There is also no link between the flu shot and preterm labor or birth defects, which should go some way to ease pregnant women’s concerns over the safety of the shot.
Why should you get a flu shot while pregnant?
During pregnancy, your immune system takes a real hit, and your heart and lungs are under increased pressure.
These changes can make you more susceptible to illness, especially those of a respiratory nature, like the flu.
Even if you do get the flu after getting your flu shot, the shot will help you avoid serious complications like pneumonia and hospitalization. Sounds good to us.
When should you get a flu shot when pregnant?
Flu season typically runs from late fall right through to late spring, so everyone having a baby will be pregnant at some point during flu season.
Will the flu shot help my baby?
Yes! Not only will getting a flu shot while pregnant help protect you, but it will also help protect your baby from the virus once they’re born.

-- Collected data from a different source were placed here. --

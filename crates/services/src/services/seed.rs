//! Idempotent bootstrap data: admin account, default teams and types, a sample theme.

use db::{
    DbErr, DbPool,
    models::{
        project_type::{CreateProjectType, ProjectType},
        task_type::{CreateTaskType, TaskType},
        team::{CreateTeam, Team},
        theme::{CreateTheme, Theme},
        user::User,
    },
    types::UserRole,
};
use sea_orm::TransactionTrait;
use thiserror::Error;

use super::password::{PasswordHashError, hash_password};

pub const ADMIN_EMAIL: &str = "admin@corepm.local";
pub const ADMIN_PASSWORD: &str = "admin123";

#[derive(Debug, Error)]
pub enum SeedError {
    #[error(transparent)]
    Database(#[from] DbErr),
    #[error(transparent)]
    Password(#[from] PasswordHashError),
}

struct TypeSeed {
    name: &'static str,
    slug: &'static str,
    description: &'static str,
    workflow: &'static [&'static str],
    color: &'static str,
}

const TEAMS: [(&str, &str, &str); 3] = [
    ("Platform", "platform", "Platform engineering team"),
    ("Frontend", "frontend", "Frontend development team"),
    ("Backend", "backend", "Backend development team"),
];

const PROJECT_TYPES: [TypeSeed; 3] = [
    TypeSeed {
        name: "Initiative",
        slug: "initiative",
        description: "Large cross-team initiatives",
        workflow: &["Discovery", "Planning", "In Progress", "Review", "Done"],
        color: "#6366f1",
    },
    TypeSeed {
        name: "Epic",
        slug: "epic",
        description: "Medium-sized feature work",
        workflow: &["Backlog", "Ready", "In Progress", "Review", "Done"],
        color: "#8b5cf6",
    },
    TypeSeed {
        name: "Tech Debt",
        slug: "tech-debt",
        description: "Technical debt reduction projects",
        workflow: &["Identified", "Prioritized", "In Progress", "Resolved"],
        color: "#f59e0b",
    },
];

const TASK_TYPES: [TypeSeed; 4] = [
    TypeSeed {
        name: "Feature",
        slug: "feature",
        description: "New feature development",
        workflow: &["Backlog", "Ready", "In Progress", "In Review", "Done"],
        color: "#10b981",
    },
    TypeSeed {
        name: "Bug",
        slug: "bug",
        description: "Bug fixes",
        workflow: &["Reported", "Triaged", "In Progress", "In Review", "Fixed"],
        color: "#ef4444",
    },
    TypeSeed {
        name: "Tech Debt",
        slug: "debt",
        description: "Technical debt items",
        workflow: &["Backlog", "In Progress", "Done"],
        color: "#f59e0b",
    },
    TypeSeed {
        name: "Discovery",
        slug: "discovery",
        description: "Research and discovery work",
        workflow: &["To Do", "In Progress", "Done"],
        color: "#3b82f6",
    },
];

const SAMPLE_THEME: (&str, &str) = ("Q1 2024 Objectives", "Strategic objectives for Q1 2024");

impl TypeSeed {
    fn workflow(&self) -> Vec<String> {
        self.workflow.iter().map(|status| status.to_string()).collect()
    }
}

/// Rows inserted by one seeding run; zero everywhere on a re-run.
#[derive(Debug, Clone, Default, PartialEq, Eq)]
pub struct SeedReport {
    pub admin_created: bool,
    pub teams: usize,
    pub project_types: usize,
    pub task_types: usize,
    pub theme_created: bool,
}

pub async fn seed_database(pool: &DbPool, default_theme_status: &str) -> Result<SeedReport, SeedError> {
    let tx = pool.begin().await?;
    let mut report = SeedReport::default();

    if User::find_credentials(&tx, ADMIN_EMAIL).await?.is_none() {
        let hash = hash_password(ADMIN_PASSWORD)?;
        User::create(&tx, ADMIN_EMAIL, "Admin User", hash, UserRole::Admin).await?;
        tracing::info!(email = ADMIN_EMAIL, "Created admin user");
        report.admin_created = true;
    }

    for (name, slug, description) in TEAMS {
        if Team::find_by_slug(&tx, slug).await?.is_some() {
            continue;
        }
        Team::create(
            &tx,
            &CreateTeam {
                name: name.to_string(),
                slug: slug.to_string(),
                description: Some(description.to_string()),
            },
        )
        .await?;
        tracing::info!(slug, "Created team");
        report.teams += 1;
    }

    for seed in &PROJECT_TYPES {
        if ProjectType::slug_exists(&tx, seed.slug).await? {
            continue;
        }
        ProjectType::create(
            &tx,
            &CreateProjectType {
                name: seed.name.to_string(),
                slug: seed.slug.to_string(),
                description: Some(seed.description.to_string()),
                workflow: seed.workflow(),
                color: Some(seed.color.to_string()),
                fields: Vec::new(),
            },
        )
        .await?;
        report.project_types += 1;
    }

    for (_, team_slug, _) in TEAMS {
        let Some(team) = Team::find_by_slug(&tx, team_slug).await? else {
            continue;
        };
        for seed in &TASK_TYPES {
            if TaskType::slug_exists(&tx, team.id, seed.slug).await? {
                continue;
            }
            TaskType::create(
                &tx,
                team.id,
                &CreateTaskType {
                    name: seed.name.to_string(),
                    slug: seed.slug.to_string(),
                    description: Some(seed.description.to_string()),
                    workflow: seed.workflow(),
                    color: Some(seed.color.to_string()),
                    fields: Vec::new(),
                },
            )
            .await?;
            report.task_types += 1;
        }
    }

    let (title, description) = SAMPLE_THEME;
    if Theme::find_by_title(&tx, title).await?.is_none() {
        Theme::create(
            &tx,
            &CreateTheme {
                title: title.to_string(),
                description: Some(description.to_string()),
                status: None,
            },
            default_theme_status,
        )
        .await?;
        report.theme_created = true;
    }

    tx.commit().await?;
    tracing::info!(?report, "Database seeded");
    Ok(report)
}
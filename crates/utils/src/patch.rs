//! Helpers for PATCH payloads where an explicit `null` clears a field.
//!
//! Fields are declared as `Option<Option<T>>` with
//! `#[serde(default, deserialize_with = "utils::patch::nullable")]`:
//! absent → `None`, `null` → `Some(None)`, value → `Some(Some(v))`.

use serde::{Deserialize, Deserializer};

pub fn nullable<'de, T, D>(deserializer: D) -> Result<Option<Option<T>>, D::Error>
where
    T: Deserialize<'de>,
    D: Deserializer<'de>,
{
    Option::<T>::deserialize(deserializer).map(Some)
}

/// Applies a nullable patch value on top of the current one.
pub fn apply<T>(current: Option<T>, patch: Option<Option<T>>) -> Option<T> {
    match patch {
        Some(value) => value,
        None => current,
    }
}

Babies can’t get their own flu vaccine until they’re six months old, but antibodies from your vaccine will cross the placenta to give your baby some protection from day one.
If you already gave birth and are breastfeeding, getting a flu shot is still a good idea, as antibodies will pass through your breastmilk to your baby. Amazing!
What are the side effects of the flu shot while pregnant?
Side effects from having the flu shot while pregnant are much the same as those for the non-pregnant population.
Some mild symptoms may be felt for a day or two, such as soreness around the injection site, fever, headache, and muscle aches.
If you’re concerned about any symptoms you have after getting your flu shot, you can always call your doctor to discuss.
Why you shouldn’t get the flu shot while pregnant?
So, are there any reasons not to get flu shots while pregnant?
Many flu vaccines contain egg protein, so if you have a severe egg allergy, it’s important to let your doctor know and request an egg-free vaccine.
It’s also recommended to get the flu vaccine via injection, as the nasal spray vaccine has not been approved for use during pregnancy.
But aside from that, you’re good to go, mama-to-be. Get that shot!